B. Tubular Dysfunction -Tubular cells are susceptible to the toxic effects of drugs, as they have a role in concentrating and reabsorbing the glomerular filtrate, what exposes them to high levels of circulating toxins.
a. In the case of imatinib, the toxic effect may be related to platelet-derived growth factor receptor (PDGFR) inhibition. PDGF-β expression has been reported in proximal tubules and mesangial and interstitial cells. It has been shown in animal models that PDGF-β/PDGFR axis plays an important role in renal tubular cell regeneration after acute tubular necrosis. So, by inhibiting PDGFR, imatinib may interfere in tubular repair mechanisms.
b. Acute renal injury, is most often irreversible.
c. Long-term treatment with Imatinib is related to a clinically relevant decrease in the estimated GFR that may lead to chronic renal failure
d. Important to monitor renal function of CML patients under imatinib therapy by measuring the creatinine levels and estimating GFR. Attention must be paid to concomitant administration of other potentially nephrotoxic agents.

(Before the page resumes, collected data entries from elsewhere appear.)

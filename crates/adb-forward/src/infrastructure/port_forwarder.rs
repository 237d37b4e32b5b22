//! Listening socket, accept loop and coordinated shutdown.
//!
//! This module is responsible for:
//!
//! 1. Binding the local listening socket on the configured address.
//! 2. Accepting client connections.
//! 3. Asking the bridge daemon for a forwarded stream for each client.
//! 4. Handing both sockets to a new [`ConnectionPair`].
//! 5. Tearing everything down on [`PortForwarder::end_forwarding`].
//!
//! # Startup handshake
//!
//! The listener is bound inside the acceptor task.  The task reports the bound
//! address (or the bind error) through a `oneshot` channel, and
//! [`PortForwarder::begin_forwarding`] awaits that channel, so the caller
//! learns whether forwarding started without polling.
//!
//! # Shutdown
//!
//! `end_forwarding` publishes `true` on a `watch` channel.  The acceptor races
//! every `accept()` and bridge handshake against that signal; when it fires the
//! task returns and the listener is dropped, which closes it.  Once the
//! acceptor's `JoinHandle` resolves, no new pair can appear, so the registry is
//! drained: every pair is stopped and its relay tasks are awaited.

use std::net::SocketAddr;
use std::sync::Arc;
use std::time::Duration;

use adb_forward_core::ForwardPort;
use tokio::net::{TcpListener, TcpSocket};
use tokio::sync::{oneshot, watch};
use tokio::task::JoinHandle;
use tracing::{debug, error, info, warn};

use crate::domain::{BridgeFailurePolicy, ForwardError, ForwarderConfig};
use crate::infrastructure::bridge_conn::{BridgeConnector, BridgeDialer};
use crate::infrastructure::connection_pair::ConnectionPair;
use crate::infrastructure::registry::PairRegistry;

/// Pending-connection queue length for the listening socket.
const LISTEN_BACKLOG: u32 = 1024;

/// Pause after a failed `accept()` so a persistent error (e.g. EMFILE) does not
/// spin the acceptor.
const ACCEPT_ERROR_BACKOFF: Duration = Duration::from_millis(50);

/// Why the accept loop returned.
#[derive(Debug, Clone, Copy, PartialEq, Eq)]
enum AcceptorExit {
    /// The listener could not be opened.
    ListenFailed,
    /// Shutdown was requested.
    Shutdown,
    /// A bridge handshake failed under [`BridgeFailurePolicy::Abort`].
    BridgeFailure,
    /// Nobody was waiting for the readiness report.
    Abandoned,
}

/// State that exists only while forwarding.
struct Running {
    local_addr: SocketAddr,
    shutdown_tx: watch::Sender<bool>,
    acceptor: JoinHandle<AcceptorExit>,
}

/// Owns the listening endpoint and every connection pair it creates.
///
/// Generic over the [`BridgeDialer`] so tests can inject failures; production
/// code uses [`BridgeConnector`].
pub struct PortForwarder<D: BridgeDialer + 'static = BridgeConnector> {
    config: ForwarderConfig,
    dialer: Arc<D>,
    registry: Arc<PairRegistry>,
    running: Option<Running>,
}

impl PortForwarder<BridgeConnector> {
    /// Creates a forwarder that dials the bridge daemon named in `config`.
    pub fn new(config: ForwarderConfig) -> Self {
        let dialer = BridgeConnector::from_config(&config);
        Self::with_dialer(config, dialer)
    }
}

impl<D: BridgeDialer + 'static> PortForwarder<D> {
    /// Creates a forwarder with a custom dialer.
    pub fn with_dialer(config: ForwarderConfig, dialer: D) -> Self {
        Self {
            config,
            dialer: Arc::new(dialer),
            registry: Arc::new(PairRegistry::new()),
            running: None,
        }
    }

    /// Opens the listening socket and starts the accept loop.
    ///
    /// Resolves once the socket is listening, with the bound address (useful
    /// when the configured port is 0).  Calling it again while forwarding
    /// returns the same address and changes nothing.
    ///
    /// # Errors
    ///
    /// Returns [`ForwardError::ListenFailed`] if the socket cannot be bound,
    /// or [`ForwardError::AcceptorStopped`] if the accept task died before
    /// reporting.  Nothing is left running in either case.
    pub async fn begin_forwarding(&mut self) -> Result<SocketAddr, ForwardError> {
        if let Some(running) = &self.running {
            return Ok(running.local_addr);
        }

        let (ready_tx, ready_rx) = oneshot::channel();
        let (shutdown_tx, shutdown_rx) = watch::channel(false);

        let acceptor = tokio::spawn(accept_loop(
            AcceptContext {
                listen_addr: self.config.listen_addr,
                target_port: self.config.target_port,
                buffer_size: self.config.relay_buffer_size,
                failure_policy: self.config.failure_policy,
                dialer: Arc::clone(&self.dialer),
                registry: Arc::clone(&self.registry),
            },
            ready_tx,
            shutdown_rx,
        ));

        match ready_rx.await {
            Ok(Ok(local_addr)) => {
                info!(
                    listen = %local_addr,
                    target_port = %self.config.target_port,
                    bridge = %self.config.bridge_addr,
                    "port forwarding started"
                );
                self.running = Some(Running {
                    local_addr,
                    shutdown_tx,
                    acceptor,
                });
                Ok(local_addr)
            }
            Ok(Err(e)) => {
                let _ = acceptor.await;
                Err(e)
            }
            Err(_) => {
                if let Err(e) = acceptor.await {
                    error!("accept loop task failed during startup: {e}");
                }
                Err(ForwardError::AcceptorStopped)
            }
        }
    }

    /// Stops accepting, closes every live pair, and waits for all tasks.
    ///
    /// Does nothing if forwarding is not running.  Never fails: task failures
    /// are logged.
    pub async fn end_forwarding(&mut self) {
        let Some(running) = self.running.take() else {
            return;
        };

        running.shutdown_tx.send_replace(true);
        match running.acceptor.await {
            Ok(exit) => debug!(?exit, "accept loop finished"),
            Err(e) => warn!("accept loop task failed: {e}"),
        }

        // The acceptor is gone, so the registry can only shrink from here.
        let pairs = self.registry.snapshot();
        let closed = pairs.len();
        for pair in &pairs {
            pair.stop_forwarding();
        }
        for pair in pairs {
            pair.join().await;
        }
        self.registry.clear();

        info!(listen = %running.local_addr, closed, "port forwarding stopped");
    }

    /// The bound listening address, while forwarding.
    pub fn local_addr(&self) -> Option<SocketAddr> {
        self.running.as_ref().map(|r| r.local_addr)
    }

    /// Returns `true` between a successful `begin_forwarding` and
    /// `end_forwarding`.
    pub fn is_running(&self) -> bool {
        self.running.is_some()
    }

    /// Returns `true` while the accept loop is still taking connections.
    ///
    /// Becomes `false` before `end_forwarding` if the loop stopped on its own
    /// under [`BridgeFailurePolicy::Abort`].
    pub fn is_accepting(&self) -> bool {
        self.running
            .as_ref()
            .is_some_and(|r| !r.acceptor.is_finished())
    }

    /// Number of connection pairs currently forwarding.
    pub fn active_pairs(&self) -> usize {
        self.registry.len()
    }

    /// The configuration this forwarder was built with.
    pub fn config(&self) -> &ForwarderConfig {
        &self.config
    }
}

impl<D: BridgeDialer + 'static> Drop for PortForwarder<D> {
    /// Signals every task to stop without waiting for them.
    fn drop(&mut self) {
        if let Some(running) = self.running.take() {
            running.shutdown_tx.send_replace(true);
            for pair in self.registry.snapshot() {
                pair.stop_forwarding();
            }
        }
    }
}

// ── Accept loop ───────────────────────────────────────────────────────────────

/// Everything the acceptor task needs, moved into it at spawn time.
struct AcceptContext<D: ?Sized> {
    listen_addr: SocketAddr,
    target_port: ForwardPort,
    buffer_size: usize,
    failure_policy: BridgeFailurePolicy,
    dialer: Arc<D>,
    registry: Arc<PairRegistry>,
}

async fn accept_loop<D: BridgeDialer + ?Sized>(
    ctx: AcceptContext<D>,
    ready_tx: oneshot::Sender<Result<SocketAddr, ForwardError>>,
    mut shutdown_rx: watch::Receiver<bool>,
) -> AcceptorExit {
    let listener = match bind_listener(ctx.listen_addr, ctx.buffer_size) {
        Ok(listener) => listener,
        Err(e) => {
            let _ = ready_tx.send(Err(e));
            return AcceptorExit::ListenFailed;
        }
    };

    let local_addr = match listener.local_addr() {
        Ok(addr) => addr,
        Err(source) => {
            let _ = ready_tx.send(Err(ForwardError::ListenFailed {
                addr: ctx.listen_addr,
                source,
            }));
            return AcceptorExit::ListenFailed;
        }
    };

    if ready_tx.send(Ok(local_addr)).is_err() {
        return AcceptorExit::Abandoned;
    }

    loop {
        // Select arms only produce values: the `watch::Ref` held by the
        // shutdown branch is not `Send`, so nothing may be awaited inside.
        let accepted = tokio::select! {
            _ = shutdown_rx.wait_for(|stop| *stop) => return AcceptorExit::Shutdown,
            accepted = listener.accept() => accepted,
        };

        let (client, peer) = match accepted {
            Ok(accepted) => accepted,
            Err(e) => {
                error!(listen = %local_addr, "accept failed: {e}");
                tokio::time::sleep(ACCEPT_ERROR_BACKOFF).await;
                continue;
            }
        };

        debug!(%peer, "accepted client connection");

        // The handshake runs inline: a pair only exists once the bridge has
        // said OKAY, and shutdown can interrupt a slow daemon.
        let dialed = tokio::select! {
            _ = shutdown_rx.wait_for(|stop| *stop) => return AcceptorExit::Shutdown,
            dialed = ctx.dialer.open_stream(ctx.target_port) => dialed,
        };

        match dialed {
            Ok(remote) => {
                let pair =
                    ConnectionPair::new(client, remote, Arc::clone(&ctx.registry), ctx.buffer_size);
                if pair.start_forwarding() {
                    info!(pair = %pair.id(), %peer, "forwarding connection");
                }
            }
            Err(e) => {
                if e.is_per_connection() {
                    warn!(%peer, "bridge connection failed, closing client: {e}");
                } else {
                    error!(%peer, "unexpected dialer error, closing client: {e}");
                }
                drop(client);
                if ctx.failure_policy == BridgeFailurePolicy::Abort {
                    warn!(listen = %local_addr, "no longer accepting connections after bridge failure");
                    return AcceptorExit::BridgeFailure;
                }
            }
        }
    }
}

/// Binds a listening socket whose receive buffer matches the relay buffer.
fn bind_listener(addr: SocketAddr, recv_buffer: usize) -> Result<TcpListener, ForwardError> {
    let listen_failed = |source| ForwardError::ListenFailed { addr, source };

    let socket = if addr.is_ipv4() {
        TcpSocket::new_v4()
    } else {
        TcpSocket::new_v6()
    }
    .map_err(listen_failed)?;

    // Same choice as `TcpListener::bind`: allow rebinding a port in TIME_WAIT.
    #[cfg(unix)]
    socket.set_reuseaddr(true).map_err(listen_failed)?;

    socket
        .set_recv_buffer_size(u32::try_from(recv_buffer).unwrap_or(u32::MAX))
        .map_err(listen_failed)?;
    socket.bind(addr).map_err(listen_failed)?;
    socket.listen(LISTEN_BACKLOG).map_err(listen_failed)
}

// ── Tests ─────────────────────────────────────────────────────────────────────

e. Imatinib can also induce partial Fanconi syndrome with massive aminoaciduria & through proximal tubular dysfunction - hypophosphatemia

[Dasatinib & Nilotinib related acute renal failure have also been reported]

Sunitinib:
Reported renal adverse effects of sunitinib are hypertension, proteinuria, renal insufficiency, and thrombotic microangiopathy. Among patients receiving sunitinib, the incidence of all grade increased creatinine levels is 12 to 65%, with the highest incidence in patients with mRCC. (Metanalyses: Acta Oncol 2009)
Renal function deteriorates in 57% of the patients with preexisting RI at the start of TKI therapy (Ann Oncol 2010)

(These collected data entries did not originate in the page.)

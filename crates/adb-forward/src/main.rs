//! adb-forward: relay a local TCP port through the adb bridge daemon.
//!
//! Every connection accepted on the local port is paired with a forwarded
//! stream that the bridge daemon opens to the same port on the remote side.
//! Bytes flow both ways until either end closes.
//!
//! # Usage
//!
//! ```text
//! adb-forward --port <PORT> [OPTIONS]
//!
//! Options:
//!   --port                    <PORT>  Port to forward (local and remote) [required]
//!   --bind                    <IP>    Local address to listen on [default: 127.0.0.1]
//!   --bridge-host             <IP>    Bridge daemon host [default: 127.0.0.1]
//!   --bridge-port             <PORT>  Bridge daemon port [default: 5037]
//!   --handshake-timeout       <SECS>  Bridge handshake timeout [default: 5]
//!   --buffer-size             <BYTES> Relay buffer size [default: 16384]
//!   --abort-on-bridge-failure         Stop accepting after a failed handshake
//! ```
//!
//! # Environment variable overrides
//!
//! CLI args take precedence when both are present.
//!
//! | Variable                              | Default     |
//! |---------------------------------------|-------------|
//! | `ADB_FORWARD_PORT`                    | (required)  |
//! | `ADB_FORWARD_BIND`                    | `127.0.0.1` |
//! | `ADB_SERVER_HOST`                     | `127.0.0.1` |
//! | `ANDROID_ADB_SERVER_PORT`             | `5037`      |
//! | `ADB_FORWARD_HANDSHAKE_TIMEOUT`       | `5`         |
//! | `ADB_FORWARD_BUFFER_SIZE`             | `16384`     |
//! | `ADB_FORWARD_ABORT_ON_BRIDGE_FAILURE` | `false`     |

use std::net::{IpAddr, SocketAddr};
use std::time::Duration;

use adb_forward_core::protocol::messages::DEFAULT_BRIDGE_PORT;
use adb_forward_core::ForwardPort;
use anyhow::{ensure, Context};
use clap::Parser;
use tracing::info;
use tracing_subscriber::EnvFilter;

use adb_forward::application::{start, stop};
use adb_forward::domain::config::DEFAULT_RELAY_BUFFER_SIZE;
use adb_forward::domain::{BridgeFailurePolicy, ForwarderConfig};

// ── CLI argument definitions ──────────────────────────────────────────────────

/// Relay a local TCP port through the adb bridge daemon.
#[derive(Debug, Parser)]
#[command(
    name = "adb-forward",
    about = "Forward a local TCP port to a device through the adb server",
    version
)]
struct Cli {
    /// Port to forward.  The same number is used locally and on the device.
    #[arg(long, env = "ADB_FORWARD_PORT")]
    port: ForwardPort,

    /// Local IP address to listen on.
    ///
    /// Defaults to loopback so the forwarded port is not exposed to the LAN.
    #[arg(long, default_value = "127.0.0.1", env = "ADB_FORWARD_BIND")]
    bind: IpAddr,

    /// IP address of the adb server.
    #[arg(long, default_value = "127.0.0.1", env = "ADB_SERVER_HOST")]
    bridge_host: IpAddr,

    /// TCP port of the adb server.
    #[arg(long, default_value_t = DEFAULT_BRIDGE_PORT, env = "ANDROID_ADB_SERVER_PORT")]
    bridge_port: u16,

    /// Seconds to wait for the adb server to accept a forward request.
    #[arg(long, default_value_t = 5, env = "ADB_FORWARD_HANDSHAKE_TIMEOUT")]
    handshake_timeout: u64,

    /// Bytes per relay read.
    #[arg(long, default_value_t = DEFAULT_RELAY_BUFFER_SIZE, env = "ADB_FORWARD_BUFFER_SIZE")]
    buffer_size: usize,

    /// Stop accepting new connections after the first failed bridge handshake.
    #[arg(long, env = "ADB_FORWARD_ABORT_ON_BRIDGE_FAILURE")]
    abort_on_bridge_failure: bool,
}

impl Cli {
    /// Converts the parsed CLI arguments into a [`ForwarderConfig`].
    ///
    /// # Errors
    ///
    /// Returns an error if the buffer size or handshake timeout is zero.
    fn into_forwarder_config(self) -> anyhow::Result<ForwarderConfig> {
        ensure!(self.buffer_size > 0, "--buffer-size must be greater than zero");
        ensure!(
            self.handshake_timeout > 0,
            "--handshake-timeout must be greater than zero"
        );

        let failure_policy = if self.abort_on_bridge_failure {
            BridgeFailurePolicy::Abort
        } else {
            BridgeFailurePolicy::Continue
        };

        Ok(ForwarderConfig {
            listen_addr: SocketAddr::new(self.bind, self.port.get()),
            target_port: self.port,
            bridge_addr: SocketAddr::new(self.bridge_host, self.bridge_port),
            relay_buffer_size: self.buffer_size,
            handshake_timeout: Duration::from_secs(self.handshake_timeout),
            failure_policy,
        })
    }
}

// ── Entry point ───────────────────────────────────────────────────────────────

/// Program entry point.
///
/// 1. Logging is initialised from `RUST_LOG` (default `info`).
/// 2. CLI arguments are parsed into a [`ForwarderConfig`].
/// 3. The forwarder starts and the bound address is logged.
/// 4. On Ctrl+C the forwarder is stopped and every connection is closed.
#[tokio::main]
async fn main() -> anyhow::Result<()> {
    tracing_subscriber::fmt()
        .with_env_filter(
            EnvFilter::try_from_default_env().unwrap_or_else(|_| EnvFilter::new("info")),
        )
        .init();

    let config = Cli::parse().into_forwarder_config()?;

    info!(
        "adb-forward starting: listen={}, target port={}, adb server={}",
        config.listen_addr, config.target_port, config.bridge_addr
    );

    let listen_addr = config.listen_addr;
    let handle = start(config)
        .await
        .with_context(|| format!("could not start forwarding on {listen_addr}"))?;

    let signal = tokio::signal::ctrl_c().await;
    match &signal {
        Ok(()) => info!("received Ctrl+C, shutting down"),
        Err(e) => tracing::error!("failed to listen for Ctrl+C signal: {e}"),
    }

    stop(handle).await;
    info!("adb-forward stopped");

    signal.context("waiting for Ctrl+C")
}

// ── Tests ─────────────────────────────────────────────────────────────────────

Causes of Sunitinib induced renal infury:
a. uncontrolled hypertension
b. anti-VEGF activity (and down-regulation of nitric oxide production and up-regulation of hypoxia-induced oxidative stress) leading to direct toxicity to Glomeruli and tubules.

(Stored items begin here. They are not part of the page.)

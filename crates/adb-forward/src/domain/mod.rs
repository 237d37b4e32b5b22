//! Domain layer for adb-forward.
//!
//! Plain data: the forwarder's configuration and the error taxonomy shared by
//! every layer.  Nothing here opens a socket, spawns a task or reads the
//! environment; `main.rs` is responsible for populating [`ForwarderConfig`].

pub mod config;
pub mod error;

pub use config::{BridgeFailurePolicy, ForwarderConfig};
pub use error::ForwardError;
//! Bridge protocol: command types and the length-prefixed text codec.

pub mod codec;
pub mod messages;

pub use codec::{decode_length_prefix, decode_status, encode_request, ProtocolError};
pub use messages::*;
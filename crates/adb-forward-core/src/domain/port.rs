//! The forwarded port number and connection-pair identifiers.
//!
//! A port of `0` means "pick any free port" to the OS, which makes no sense as
//! a forwarding *target*: the bridge daemon would be asked to connect to port
//! 0 on the device.  [`ForwardPort`] therefore wraps a [`NonZeroU16`] so an
//! invalid port can never reach the wire.

use std::fmt;
use std::num::NonZeroU16;
use std::str::FromStr;

use thiserror::Error;
use uuid::Uuid;

/// Unique identifier for one live connection pair, derived from UUID v4.
pub type PairId = Uuid;

/// Errors produced when parsing or converting a port number.
#[derive(Debug, Error, PartialEq)]
pub enum PortError {
    /// The value was zero.
    #[error("port must be positive, got 0")]
    Zero,

    /// The value does not fit in a TCP port (1..=65535).
    #[error("port out of range: {0}")]
    OutOfRange(i64),

    /// The text was not a decimal integer.
    #[error("invalid port number: {0:?}")]
    NotANumber(String),
}

/// A validated TCP port number in `1..=65535`.
///
/// # Examples
///
/// ```rust
/// use adb_forward_core::ForwardPort;
///
/// let port: ForwardPort = "9000".parse().unwrap();
/// assert_eq!(port.get(), 9000);
/// assert!(ForwardPort::try_from(0u16).is_err());
/// ```
#[derive(Debug, Clone, Copy, PartialEq, Eq, Hash, PartialOrd, Ord)]
pub struct ForwardPort(NonZeroU16);

impl ForwardPort {
    /// Creates a port, returning `None` for zero.
    pub const fn new(port: u16) -> Option<Self> {
        match NonZeroU16::new(port) {
            Some(p) => Some(Self(p)),
            None => None,
        }
    }

    /// Returns the port as a plain `u16`.
    pub const fn get(self) -> u16 {
        self.0.get()
    }
}

impl TryFrom<u16> for ForwardPort {
    type Error = PortError;

    fn try_from(value: u16) -> Result<Self, Self::Error> {
        Self::new(value).ok_or(PortError::Zero)
    }
}

impl TryFrom<i64> for ForwardPort {
    type Error = PortError;

    fn try_from(value: i64) -> Result<Self, Self::Error> {
        let narrow = u16::try_from(value).map_err(|_| PortError::OutOfRange(value))?;
        Self::try_from(narrow)
    }
}

impl TryFrom<u32> for ForwardPort {
    type Error = PortError;

    fn try_from(value: u32) -> Result<Self, Self::Error> {
        Self::try_from(i64::from(value))
    }
}

impl FromStr for ForwardPort {
    type Err = PortError;

    fn from_str(s: &str) -> Result<Self, Self::Err> {
        let value: i64 = s
            .trim()
            .parse()
            .map_err(|_| PortError::NotANumber(s.to_string()))?;
        Self::try_from(value)
    }
}

impl fmt::Display for ForwardPort {
    fn fmt(&self, f: &mut fmt::Formatter<'_>) -> fmt::Result {
        write!(f, "{}", self.get())
    }
}

impl From<ForwardPort> for u16 {
    fn from(port: ForwardPort) -> Self {
        port.get()
    }
}

// ── Tests ─────────────────────────────────────────────────────────────────────

#[cfg(test)]
mod tests {
    use super::*;

    #[test]
    fn test_zero_port_is_rejected() {
        assert_eq!(ForwardPort::try_from(0u16), Err(PortError::Zero));
        assert!(ForwardPort::new(0).is_none());
    }

    #[test]
    fn test_max_port_is_accepted() {
        let port = ForwardPort::try_from(65535u16).unwrap();
        assert_eq!(port.get(), 65535);
    }

    #[test]
    fn test_negative_port_is_out_of_range() {
        assert_eq!(ForwardPort::try_from(-1i64), Err(PortError::OutOfRange(-1)));
    }

    #[test]
    fn test_port_above_u16_is_out_of_range() {
        assert_eq!(
            ForwardPort::try_from(70000u32),
            Err(PortError::OutOfRange(70000))
        );
    }

    #[test]
    fn test_parse_accepts_surrounding_whitespace() {
        let port: ForwardPort = " 9000 ".parse().unwrap();
        assert_eq!(port.get(), 9000);
    }

    #[test]
    fn test_parse_rejects_non_numeric_text() {
        let result: Result<ForwardPort, _> = "adb".parse();
        assert!(matches!(result, Err(PortError::NotANumber(_))));
    }

    #[test]
    fn test_parse_rejects_zero() {
        let result: Result<ForwardPort, _> = "0".parse();
        assert_eq!(result, Err(PortError::Zero));
    }

    #[test]
    fn test_display_is_plain_decimal() {
        let port = ForwardPort::new(5037).unwrap();
        assert_eq!(port.to_string(), "5037");
        assert_eq!(u16::from(port), 5037);
    }
}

c. nephrotic range proteinuria
  • Dr Sadashivudu Gundeti
  • Dr Sadashivudu Gundeti's Avatar Topic Author
10 years 8 months ago #765 by Dr Sadashivudu Gundeti
Replied by Dr Sadashivudu Gundeti on topic Re: Second malignancy in a case of CML
We are thankful to Prof. Raghu for bringing this case to iCML forum. It was an interesting case to diagnose and manage. We did not think of RCC at the time clinical examination of subcutaneous swellings. Our clinical diagnosis was EMCT ? blast crisis. Surprisingly pathologist informed us it was clear cell malignancy and advised us to look for primary in kidney. Then imaging was done to confirm the diagnosis. After confirming the diagnosis we searched for literature and decided to start him on both TKIs. But he could not tolerate both TKIs and required dose interruptions and adjustments.
We realized that frequent monitoring of S Creatinine could have prevented the renal failure.
Recently we have seen two elderly patents with raised S Creatinine with Imatinib and dose interruptions normalized the S Creatinine. So in elderly and high risk patients frequent monitoring of GFR can prevent renal failure.
Thanks to Dr Vevek Radhakrishnan for posting his views and reasons for kidney damage in the era of TKIs.
We require guidelines on dose adjustment of Imatinib according to GFR to prevent morbidity and mortality of CML patients.